La pratica sessuale descritta è frutto di una strategia psicologica inconsapevole, attraverso la quale la persona sente l'obbligo di mettere in atto determinati comportamenti spesso spinta dalla ricerca di emozioni e di sollievo. Il risultato è reiterare continue eccitazioni che vanno ad impoverire l'esperienza erotica con ricadute sulla sfera affettiva e relazionale.
Quando le fantasie sono messe in atto all'interno di un rapporto adulto consenziente, queste, libere dall'ossessività, esclusività e continuità rappresentano l'espressione di un gioco che alimentano una relazione sessuale ed affettiva.
Lo scenario delle pratiche sessuali è molto ampio, ed il feticismo è solo una componente, forse la più frequente e diffusa. Di fatto quando questi sono agiti per lungo tempo e rappresentano l'unico modo di vivere la sessualità, potrebbero rappresentare un area di disturbo, specie quando investono la globalità della personalità del soggetto, condizionandone il vissuto relazionale e compromettendone il funzionamento sociale.

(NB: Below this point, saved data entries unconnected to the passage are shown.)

//! Value object trait: equality by value, not identity.

/// Marker trait for value objects.
///
/// Value objects have **no identity**: two values with the same attributes are
/// the same value. To "modify" one, build a new one.
///
/// ```ignore
/// #[derive(Debug, Clone, PartialEq)]
/// struct Price(f64);
///
/// impl ValueObject for Price {}
///
/// assert_eq!(Price(9.5), Price(9.5));
/// ```
pub trait ValueObject: Clone + PartialEq + core::fmt::Debug {}
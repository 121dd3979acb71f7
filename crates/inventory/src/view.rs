//! Table projection: category filter + stable quantity sort.
//!
//! Everything here is a pure function of its inputs and is recomputed on every
//! render; nothing is cached.

use std::collections::HashSet;

use serde::{Deserialize, Serialize};

use crate::record::InventoryRecord;

/// Rows with a quantity strictly below this are flagged as low stock.
pub const LOW_STOCK_THRESHOLD: i64 = 10;

/// Direction of the quantity sort.
#[derive(Debug, Clone, Copy, Default, PartialEq, Eq, Hash, Serialize, Deserialize)]
pub enum SortDirection {
    #[serde(rename = "asc")]
    Ascending,
    #[default]
    #[serde(rename = "desc")]
    Descending,
}

impl SortDirection {
    pub fn toggled(self) -> Self {
        match self {
            SortDirection::Ascending => SortDirection::Descending,
            SortDirection::Descending => SortDirection::Ascending,
        }
    }

    /// Header indicator.
    pub fn arrow(self) -> &'static str {
        match self {
            SortDirection::Ascending => "↑",
            SortDirection::Descending => "↓",
        }
    }

    pub fn as_str(self) -> &'static str {
        match self {
            SortDirection::Ascending => "asc",
            SortDirection::Descending => "desc",
        }
    }
}

/// Optional category filter. An empty category means "all categories".
#[derive(Debug, Clone, Default, PartialEq, Eq, Serialize, Deserialize)]
pub struct FilterState {
    category: Option<String>,
}

impl FilterState {
    pub fn new(category: Option<String>) -> Self {
        Self {
            category: category.filter(|c| !c.is_empty()),
        }
    }

    pub fn category(&self) -> Option<&str> {
        self.category.as_deref()
    }

    pub fn matches(&self, record: &InventoryRecord) -> bool {
        in_category(record, self.category())
    }
}

fn in_category(record: &InventoryRecord, category: Option<&str>) -> bool {
    category.is_none_or(|c| record.category() == c)
}

/// The two view inputs owned by the session.
#[derive(Debug, Clone, Default, PartialEq, Eq, Serialize, Deserialize)]
pub struct ViewState {
    pub filter: FilterState,
    pub sort: SortDirection,
}

impl ViewState {
    pub fn project<'a>(&self, records: &'a [InventoryRecord]) -> Vec<&'a InventoryRecord> {
        project(records, self.filter.category(), self.sort)
    }
}

/// Filter by category (when set), then stable-sort by quantity.
///
/// Equal quantities keep their store order in both directions.
pub fn project<'a>(
    records: &'a [InventoryRecord],
    category: Option<&str>,
    direction: SortDirection,
) -> Vec<&'a InventoryRecord> {
    let mut rows: Vec<&InventoryRecord> = records
        .iter()
        .filter(|r| in_category(r, category))
        .collect();

    // `sort_by` is stable.
    match direction {
        SortDirection::Ascending => rows.sort_by(|a, b| a.quantity().cmp(&b.quantity())),
        SortDirection::Descending => rows.sort_by(|a, b| b.quantity().cmp(&a.quantity())),
    }

    rows
}

/// Distinct categories in first-seen order.
pub fn categories(records: &[InventoryRecord]) -> Vec<String> {
    let mut seen = HashSet::new();
    records
        .iter()
        .map(InventoryRecord::category)
        .filter(|c| seen.insert(*c))
        .map(str::to_string)
        .collect()
}

pub fn is_low_stock(record: &InventoryRecord) -> bool {
    is_low_stock_at(record, LOW_STOCK_THRESHOLD)
}

/// Not-a-number quantities are never low stock.
pub fn is_low_stock_at(record: &InventoryRecord, threshold: i64) -> bool {
    record.quantity().value().is_some_and(|q| q < threshold)
}
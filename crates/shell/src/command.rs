//! Line-oriented command parsing.

use core::str::FromStr;

use thiserror::Error;

use stocklist_core::{DomainError, RecordId};
use stocklist_inventory::Field;

pub const HELP: &str = "\
commands:
  list                    show the table
  add                     open an empty form
  edit <row|id>           open the form for a record
  set <field> <value>     stage a value (name, category, quantity, price, description)
  save                    submit the open form
  cancel                  discard the open form
  delete <row|id>         remove a record
  filter [<category>]     show one category, or all when omitted
  sort                    flip the quantity sort direction
  categories              list known categories
  export                  print the visible rows as JSON
  help                    show this text
  quit                    leave (nothing is saved)";

/// A record reference as typed by the user: a 1-based row number in the
/// current table, or a full record id.
#[derive(Debug, Clone, Copy, PartialEq, Eq)]
pub enum RowRef {
    Row(usize),
    Id(RecordId),
}

impl FromStr for RowRef {
    type Err = ParseError;

    fn from_str(s: &str) -> Result<Self, Self::Err> {
        let s = s.trim();
        if let Ok(row) = s.parse::<usize>() {
            return Ok(RowRef::Row(row));
        }
        s.parse::<RecordId>()
            .map(RowRef::Id)
            .map_err(|_| ParseError::BadRow(s.to_string()))
    }
}

#[derive(Debug, Clone, PartialEq, Eq)]
pub enum Command {
    List,
    Add,
    Edit(RowRef),
    Set { field: Field, value: String },
    Save,
    Cancel,
    Delete(RowRef),
    Filter(Option<String>),
    Sort,
    Categories,
    Export,
    Help,
    Quit,
}

#[derive(Debug, Error, Clone, PartialEq, Eq)]
pub enum ParseError {
    #[error("unknown command '{0}' (type `help`)")]
    Unknown(String),

    #[error("usage: {0}")]
    Usage(&'static str),

    #[error("'{0}' is neither a row number nor a record id")]
    BadRow(String),

    #[error(transparent)]
    Field(#[from] DomainError),
}

/// Parse one input line. Blank lines yield `None`.
pub fn parse_line(line: &str) -> Result<Option<Command>, ParseError> {
    let line = line.trim();
    if line.is_empty() {
        return Ok(None);
    }

    let (word, rest) = line
        .split_once(char::is_whitespace)
        .map(|(w, r)| (w, r.trim()))
        .unwrap_or((line, ""));

    let command = match word.to_ascii_lowercase().as_str() {
        "list" | "ls" => Command::List,
        "add" | "new" => Command::Add,
        "edit" => Command::Edit(required(rest, "edit <row|id>")?.parse()?),
        "set" => {
            let args = required(rest, "set <field> <value>")?;
            let (field, value) = args
                .split_once(char::is_whitespace)
                .map(|(f, v)| (f, v.trim()))
                .unwrap_or((args, ""));
            Command::Set {
                field: field.parse()?,
                value: value.to_string(),
            }
        }
        "save" | "submit" => Command::Save,
        "cancel" => Command::Cancel,
        "delete" | "rm" => Command::Delete(required(rest, "delete <row|id>")?.parse()?),
        "filter" => Command::Filter((!rest.is_empty()).then(|| rest.to_string())),
        "sort" => Command::Sort,
        "categories" => Command::Categories,
        "export" => Command::Export,
        "help" | "?" => Command::Help,
        "quit" | "exit" | "q" => Command::Quit,
        _ => return Err(ParseError::Unknown(word.to_string())),
    };

    Ok(Some(command))
}

fn required<'a>(rest: &'a str, usage: &'static str) -> Result<&'a str, ParseError> {
    if rest.is_empty() {
        Err(ParseError::Usage(usage))
    } else {
        Ok(rest)
    }
}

Sono dell'opinione che non è mai abbastanza ribadire che oggi non si parla più di perversione, ma nei casi descritti si parla di parafilia, così come indicato nel DSM IV, il manuale diagnostico e statistico dei disturbi mentali. Le parafilie si manifestano con comportamenti compulsivi e ripetuti e non sono in alcun modo comparabili a fantasie con contenuti "perversi", aspetti che tanti adulti riscontrano nella propria sessualità.
La linea di demarcazione è sempre dipendente dagli aspetti di compulsione del comportamento sessuale, il suo non essere esclusivo, e la partecipazione libera e consenziente di un partner sessuale.

Lo sviluppo di una sessualità adulta e di una maturità sessuale, che è anche affettiva e relazionale, è molto complesso e ha inizio dalle nostre pìù precoci esperienze di vita, passando per l'infanzia e l'adolescenza.
Non è infrequente che in questo cammino alcune tappe non vengano superate. Il non superamento crea il terreno per la strutturazione di disturbi della sfera sessuale, il cui riflesso è visibile in età adulta.
In questo percorso sono importanti anche gli eventi traumatici, non solo quelli a carattere sessuale, ma anche abbandoni, separazioni, ed in generale una relazione madre-bambino non sana. E' frequente riscontrare che queste esperienze sono poi portate dall'adulto attraverso i meccanismi dell'angoscia, esprimendosi attraverso un restringimento del campo vitale e l'incapacità di stabilire relazioni affettive significative, e non ultimo una carica di ostilità e rabbia.

Da questo si evince che le psicoterapie saranno efficaci solo nel momento in cui un soggetto riconosce la propria parafilia come un problema e si impegna attivazione per collaborare alla risoluzione della stessa.
L'origine di una parafilia è incerta, ma nel tempo sono state osservate alcune caratteristiche, come la loro natura molto profonda e le emozioni di ostilità e odio che possono sottendere.
Allo stesso tempo è importante riconosce una parafilia come un mattoncino che nell'evoluzione della storia sessuale del soggetto va a strutturare altri disturbi che ne permettono l'espressione.